Il complicarsi della situazione egiziana, con i tumulti del 2011 e la caduta di Mubarak, ha poi portato ad un implemento dei sistemi di sicurezza previsti dal progetto iniziale: nella sua parte principale, quella inaugurata da Netanyahu lo scorso anno, la recinzione prevede una barriera alta 5 metri sormontata da filo spinato, torri di controllo altre 30 metri, telecamere di sicurezza e allarmi.

Migrante sudanese che lavora per Israele costruendo il muro anti-immigrazione - Foto Baz Ratner/Reuters (2012)
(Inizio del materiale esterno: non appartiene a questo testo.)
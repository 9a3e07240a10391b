use crate::error::TokenError;
use reqwest::Client;
use serde::{Deserialize, Serialize};
use std::time::Duration;
use tracing::{error, info};

/// Body of a token request
#[derive(Debug, Clone, PartialEq, Eq, Serialize, Deserialize)]
pub struct TokenRequest {
    pub room_name: String,
    pub participant_identity: String,
}

#[derive(Debug, Deserialize)]
struct TokenResponse {
    token: String,
}

#[derive(Debug, Deserialize)]
struct TokenErrorBody {
    detail: Option<String>,
}

/// Source of room credentials
#[async_trait::async_trait]
pub trait TokenClient: Send + Sync {
    /// Get a short-lived credential for `request.participant_identity` in `request.room_name`
    async fn fetch_token(&self, request: &TokenRequest) -> Result<String, TokenError>;
}

/// Token client for the backend's `POST /get-token` endpoint
pub struct HttpTokenClient {
    endpoint: String,
    client: Client,
}

impl HttpTokenClient {
    pub fn new(endpoint: impl Into<String>, timeout: Duration) -> Result<Self, TokenError> {
        let client = Client::builder().timeout(timeout).build()?;
        Ok(Self {
            endpoint: endpoint.into().trim_end_matches('/').to_string(),
            client,
        })
    }

    pub fn endpoint(&self) -> &str {
        &self.endpoint
    }
}

#[async_trait::async_trait]
impl TokenClient for HttpTokenClient {
    async fn fetch_token(&self, request: &TokenRequest) -> Result<String, TokenError> {
        let url = format!("{}/get-token", self.endpoint);
        info!(
            "Requesting token for {} in room {}",
            request.participant_identity, request.room_name
        );

        let response = self.client.post(&url).json(request).send().await?;
        let status = response.status();

        if !status.is_success() {
            // The backend reports failures as {"detail": "..."}; fall back when it doesn't
            let detail = response
                .json::<TokenErrorBody>()
                .await
                .ok()
                .and_then(|body| body.detail)
                .unwrap_or_else(|| "Failed to get token".to_string());
            error!("Token service returned {}: {}", status, detail);
            return Err(TokenError::Rejected {
                status: status.as_u16(),
                detail,
            });
        }

        let body: TokenResponse = response
            .json()
            .await
            .map_err(|e| TokenError::InvalidResponse(e.to_string()))?;

        if body.token.is_empty() {
            return Err(TokenError::InvalidResponse("empty token".to_string()));
        }

        Ok(body.token)
    }
}
use crate::error::DeviceError;
use std::path::PathBuf;
use tokio::sync::mpsc;

/// Audio sample data (16-bit PCM, interleaved)
#[derive(Debug, Clone)]
pub struct AudioFrame {
    /// Raw audio samples (i16 PCM, interleaved)
    pub samples: Vec<i16>,
    /// Sample rate in Hz
    pub sample_rate: u32,
    /// Number of channels
    pub channels: u16,
    /// Timestamp in milliseconds since capture started
    pub timestamp_ms: u64,
}

/// Configuration for audio backend
#[derive(Debug, Clone)]
pub struct AudioBackendConfig {
    /// Sample rate published to the room (frames are downsampled to it)
    pub target_sample_rate: u32,
    /// Channel count published to the room (1 = mono, 2 = stereo)
    pub target_channels: u16,
    /// Buffer size in milliseconds (affects latency)
    pub buffer_duration_ms: u64,
}

impl Default for AudioBackendConfig {
    fn default() -> Self {
        Self {
            target_sample_rate: 16000, // what the agent's STT expects
            target_channels: 1,        // Mono
            buffer_duration_ms: 100,   // 100ms buffers
        }
    }
}

/// Audio capture backend trait
///
/// Implementations:
/// - `FileBackend`: replays a WAV file in real time (virtual microphone)
/// - `CpalBackend`: default input device (`microphone` feature)
#[async_trait::async_trait]
pub trait AudioBackend: Send + Sync {
    /// Start capturing audio
    ///
    /// Returns a channel receiver that will receive audio frames
    async fn start(&mut self) -> Result<mpsc::Receiver<AudioFrame>, DeviceError>;

    /// Stop capturing audio
    async fn stop(&mut self) -> Result<(), DeviceError>;

    /// Check if backend is currently capturing
    fn is_capturing(&self) -> bool;

    /// Get backend name for logging
    fn name(&self) -> &str;
}

/// Audio source type
#[derive(Debug, Clone, PartialEq, Eq)]
pub enum AudioSource {
    /// Default input device
    Microphone,
    /// WAV file replayed as if it were spoken into a microphone
    File(PathBuf),
}

/// Audio backend factory
pub struct AudioBackendFactory;

impl AudioBackendFactory {
    /// Create the capture backend for `source`
    pub fn create(
        source: AudioSource,
        config: AudioBackendConfig,
    ) -> Result<Box<dyn AudioBackend>, DeviceError> {
        match source {
            AudioSource::Microphone => {
                #[cfg(feature = "microphone")]
                {
                    let backend = super::cpal::CpalBackend::new(config)?;
                    Ok(Box::new(backend))
                }

                #[cfg(not(feature = "microphone"))]
                {
                    let _ = config;
                    Err(DeviceError::Unavailable(
                        "built without the `microphone` feature".to_string(),
                    ))
                }
            }

            AudioSource::File(path) => Ok(Box::new(super::file::FileBackend::new(path, config))),
        }
    }
}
Anche se l’annuncio della conclusione definitiva dei lavori è stata data da Tel Aviv solo nella prima settimana dello scorso dicembre, gli effetti della barriera, attiva fin dall’inaugurazione di Netanyahu, sono già evidenti. Secondo le stime governative rilasciate nel luglio 2013 solo 34 persone sono riuscite a entrare illegalmente in Israele a 6 mesi dalla messa in funzione della recinzione, un dato veramente impressionante se si pensa che nel 2012, nello stesso arco di tempo (gennaio-luglio), la cifra si aggirava attorno alle 10.000 unità.

Il Progetto Clessidra è quindi divenuto, grazie ai suoi impressionanti risultati, un modello per tutte le nazioni impegnate nella costruzione di simili strutture di contenimento, con paesi come India e gli USA tra gli ammiratori più entusiasti.